(What you are asked to do): From the entries, copy each line that includes "println".

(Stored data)

•••

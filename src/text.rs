//! The `text` module provides the `Text` type used by text-like meta events. MIDI recommends
//! ASCII for strings but does not enforce an encoding; everything this library produces is
//! UTF-8, which degrades to ASCII for the characters MIDI cares about.

use std::fmt::{Display, Formatter};

/// The payload of a text-like meta event (track name, copyright, lyric, and friends).
#[derive(Clone, Debug, Default, Eq, Ord, PartialEq, PartialOrd, Hash)]
pub struct Text(String);

impl Text {
    pub fn new<S: Into<String>>(s: S) -> Self {
        Text(s.into())
    }

    pub fn as_bytes(&self) -> &[u8] {
        self.0.as_bytes()
    }

    pub fn as_str(&self) -> &str {
        &self.0
    }
}

impl Display for Text {
    fn fmt(&self, f: &mut Formatter<'_>) -> std::fmt::Result {
        Display::fmt(&self.0, f)
    }
}

impl From<String> for Text {
    fn from(s: String) -> Self {
        Text(s)
    }
}

impl From<&str> for Text {
    fn from(s: &str) -> Self {
        Text(s.into())
    }
}

impl From<Text> for String {
    fn from(t: Text) -> Self {
        t.0
    }
}
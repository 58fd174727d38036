//! Build automation tasks for MPDB
//!
//! - Generating the CLI reference from the clap definitions

use clap::Parser;
use std::fs;
use std::path::PathBuf;

#[derive(Parser)]
#[command(name = "xtask")]
#[command(about = "Build automation tasks for MPDB", long_about = None)]
struct Cli {
    #[command(subcommand)]
    command: Command,
}

#[derive(Parser)]
enum Command {
    /// Generate the mpdb-ingest CLI reference in Markdown
    GenerateCliDocs {
        /// Output directory for generated documentation
        #[arg(short, long, default_value = "docs")]
        output_dir: String,
    },
}

fn main() -> anyhow::Result<()> {
    let cli = Cli::parse();

    match cli.command {
        Command::GenerateCliDocs { output_dir } => generate_cli_docs(&output_dir)?,
    }

    Ok(())
}

fn generate_cli_docs(output_dir: &str) -> anyhow::Result<()> {
    println!("Generating CLI documentation...");

    let markdown = clap_markdown::help_markdown::<mpdb_ingest::Cli>();

    let content = format!(
        r#"# mpdb-ingest CLI Reference

Generated from the CLI source code on {}.

## Quick Start

```bash
# Check what an expression compiles to
mpdb-ingest compile --config config.json

# Full run: search, curate, write results/data.json
mpdb-ingest run --config config.json

# Curate known entries without searching
mpdb-ingest curate --config config.json --entries 1CBS,2RH1
```

## Commands

{}

## Environment Variables

- `MPDB_CONFIG` - Configuration file (default: `config.json`)
- `MPDB_OUTPUT_DIR` - Overrides `output` from the configuration
- `MPDB_HTTP_TIMEOUT_SECS`, `MPDB_HTTP_MAX_RETRIES`, `MPDB_HTTP_CONCURRENCY` - HTTP client overrides
- `MPDB_LOG_LEVEL`, `MPDB_LOG_FORMAT`, `MPDB_LOG_OUTPUT`, `MPDB_LOG_DIR`, `MPDB_LOG_FILTER` - Logging

---

*To update, run `cargo xtask generate-cli-docs`.*
"#,
        chrono::Utc::now().format("%Y-%m-%d"),
        markdown
    );

    let output_path = PathBuf::from(output_dir);
    fs::create_dir_all(&output_path)?;

    let file_path = output_path.join("cli-reference.md");
    fs::write(&file_path, content)?;

    println!("Generated CLI documentation at: {}", file_path.display());
    Ok(())
}
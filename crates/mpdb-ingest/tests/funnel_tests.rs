//! Curation funnel behaviour against in-memory providers
#![allow(clippy::unwrap_used, clippy::expect_used)]

use async_trait::async_trait;
use mpdb_common::identifier::identifier_set;
use mpdb_common::{Identifier, IdentifierSet};
use mpdb_ingest::curate::{Capabilities, CurateError, Funnel, FunnelOptions, SOURCE_KEY};
use mpdb_ingest::providers::{
    FileListing, LocalDirectory, MembraneProvider, MembraneSource, PrimaryProvider, ProviderBatch,
    ProviderRecord, SecondaryProvider, StructureMaterializer, StructureMethod,
};
use serde_json::{json, Value};
use std::collections::{BTreeMap, HashSet};
use std::path::Path;
use std::sync::atomic::{AtomicUsize, Ordering};
use std::sync::{Arc, Mutex};
use tempfile::TempDir;
use tokio_util::sync::CancellationToken;

// ============================================================================
// Mocks
// ============================================================================

fn ids(raw: &[&str]) -> IdentifierSet {
    identifier_set(raw).unwrap()
}

fn records(raw: &[&str]) -> ProviderRecord {
    raw.iter()
        .map(|r| (Identifier::new(r).unwrap(), json!({"entry": r})))
        .collect()
}

/// Answers with every record it holds, whatever it was asked
struct MockPrimary {
    records: ProviderRecord,
    failing: IdentifierSet,
    calls: AtomicUsize,
}

impl MockPrimary {
    fn new(records: ProviderRecord) -> Self {
        Self {
            records,
            failing: IdentifierSet::new(),
            calls: AtomicUsize::new(0),
        }
    }
}

#[async_trait]
impl PrimaryProvider for MockPrimary {
    async fn fetch(&self, ids: &IdentifierSet, _detail_query: &str) -> ProviderBatch {
        self.calls.fetch_add(1, Ordering::SeqCst);
        let mut batch = ProviderBatch {
            found: self.records.clone(),
            ..ProviderBatch::default()
        };
        for id in ids {
            if self.failing.contains(id) {
                batch.failed.insert(id.clone(), "503".to_string());
            } else if !self.records.contains_key(id) {
                batch.missing.insert(id.clone());
            }
        }
        batch
    }
}

struct MockSecondary {
    features: BTreeMap<String, IdentifierSet>,
    calls: AtomicUsize,
}

impl MockSecondary {
    fn new(features: Vec<(&str, IdentifierSet)>) -> Self {
        Self {
            features: features
                .into_iter()
                .map(|(name, found)| (name.to_string(), found))
                .collect(),
            calls: AtomicUsize::new(0),
        }
    }
}

#[async_trait]
impl SecondaryProvider for MockSecondary {
    async fn fetch(&self, ids: &IdentifierSet, features: &[String]) -> BTreeMap<String, ProviderBatch> {
        self.calls.fetch_add(1, Ordering::SeqCst);
        features
            .iter()
            .map(|feature| {
                let known = self.features.get(feature).cloned().unwrap_or_default();
                let mut batch = ProviderBatch::default();
                for id in ids {
                    if known.contains(id) {
                        batch.found.insert(id.clone(), json!({"feature": feature}));
                    } else {
                        batch.missing.insert(id.clone());
                    }
                }
                (feature.clone(), batch)
            })
            .collect()
    }
}

struct MockMembrane {
    source: MembraneSource,
    annotations: ProviderRecord,
    seen: Mutex<Vec<IdentifierSet>>,
}

impl MockMembrane {
    fn new(source: MembraneSource, annotations: ProviderRecord) -> Arc<Self> {
        Arc::new(Self {
            source,
            annotations,
            seen: Mutex::new(Vec::new()),
        })
    }

    fn calls(&self) -> usize {
        self.seen.lock().unwrap().len()
    }

    fn asked(&self) -> Vec<IdentifierSet> {
        self.seen.lock().unwrap().clone()
    }
}

#[async_trait]
impl MembraneProvider for MockMembrane {
    fn source(&self) -> MembraneSource {
        self.source
    }

    async fn lookup(&self, ids: &IdentifierSet) -> ProviderBatch {
        self.seen.lock().unwrap().push(ids.clone());
        let mut batch = ProviderBatch::default();
        for id in ids {
            match self.annotations.get(id) {
                Some(annotation) => {
                    batch.found.insert(id.clone(), annotation.clone());
                }
                None => {
                    batch.missing.insert(id.clone());
                }
            }
        }
        batch
    }
}

/// Writes one file per input unless the (method, input) pair is refused
#[derive(Default)]
struct DiskMaterializer {
    refused: HashSet<(StructureMethod, String)>,
    requests: Mutex<Vec<(StructureMethod, Vec<String>)>>,
}

impl DiskMaterializer {
    fn refusing(pairs: &[(StructureMethod, &str)]) -> Self {
        Self {
            refused: pairs.iter().map(|(m, i)| (*m, i.to_string())).collect(),
            ..Self::default()
        }
    }

    fn requests_for(&self, method: StructureMethod) -> Vec<Vec<String>> {
        self.requests
            .lock()
            .unwrap()
            .iter()
            .filter(|(m, _)| *m == method)
            .map(|(_, inputs)| inputs.clone())
            .collect()
    }
}

#[async_trait]
impl StructureMaterializer for DiskMaterializer {
    async fn materialize(&self, method: StructureMethod, inputs: &[String], destination: &Path) {
        self.requests.lock().unwrap().push((method, inputs.to_vec()));
        std::fs::create_dir_all(destination).unwrap();
        for input in inputs {
            if self.refused.contains(&(method, input.clone())) {
                continue;
            }
            let name = method.file_name(input).unwrap();
            std::fs::write(destination.join(name), "ATOM").unwrap();
        }
    }
}

struct BrokenListing;

#[async_trait]
impl FileListing for BrokenListing {
    async fn list(&self, _dir: &Path, _suffix: &str) -> std::io::Result<IdentifierSet> {
        Err(std::io::Error::new(std::io::ErrorKind::PermissionDenied, "denied"))
    }
}

struct Harness {
    dir: TempDir,
    primary: Arc<MockPrimary>,
    secondary: Arc<MockSecondary>,
    membrane: Vec<Arc<MockMembrane>>,
    materializer: Arc<DiskMaterializer>,
    listing: Arc<dyn FileListing>,
}

impl Harness {
    fn new(primary: MockPrimary, secondary: MockSecondary, membrane: Vec<Arc<MockMembrane>>) -> Self {
        Self {
            dir: tempfile::tempdir().unwrap(),
            primary: Arc::new(primary),
            secondary: Arc::new(secondary),
            membrane,
            materializer: Arc::new(DiskMaterializer::default()),
            listing: Arc::new(LocalDirectory),
        }
    }

    fn with_materializer(mut self, materializer: DiskMaterializer) -> Self {
        self.materializer = Arc::new(materializer);
        self
    }

    fn funnel(&self, features: &[&str]) -> Funnel {
        let capabilities = Capabilities {
            primary: self.primary.clone(),
            secondary: self.secondary.clone(),
            membrane: self
                .membrane
                .iter()
                .map(|m| m.clone() as Arc<dyn MembraneProvider>)
                .collect(),
            materializer: self.materializer.clone(),
            listing: self.listing.clone(),
        };
        Funnel::new(
            capabilities,
            FunnelOptions {
                detail_query: "query { entries { rcsb_id } }".to_string(),
                features: features.iter().map(|f| f.to_string()).collect(),
                structure_dir: self.dir.path().join("pdb"),
                membrane_dir: self.dir.path().join("tm"),
            },
        )
    }
}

•••

(Task response):
    println!("Generating CLI documentation...");
    println!("Generated CLI documentation at: {}", file_path.display());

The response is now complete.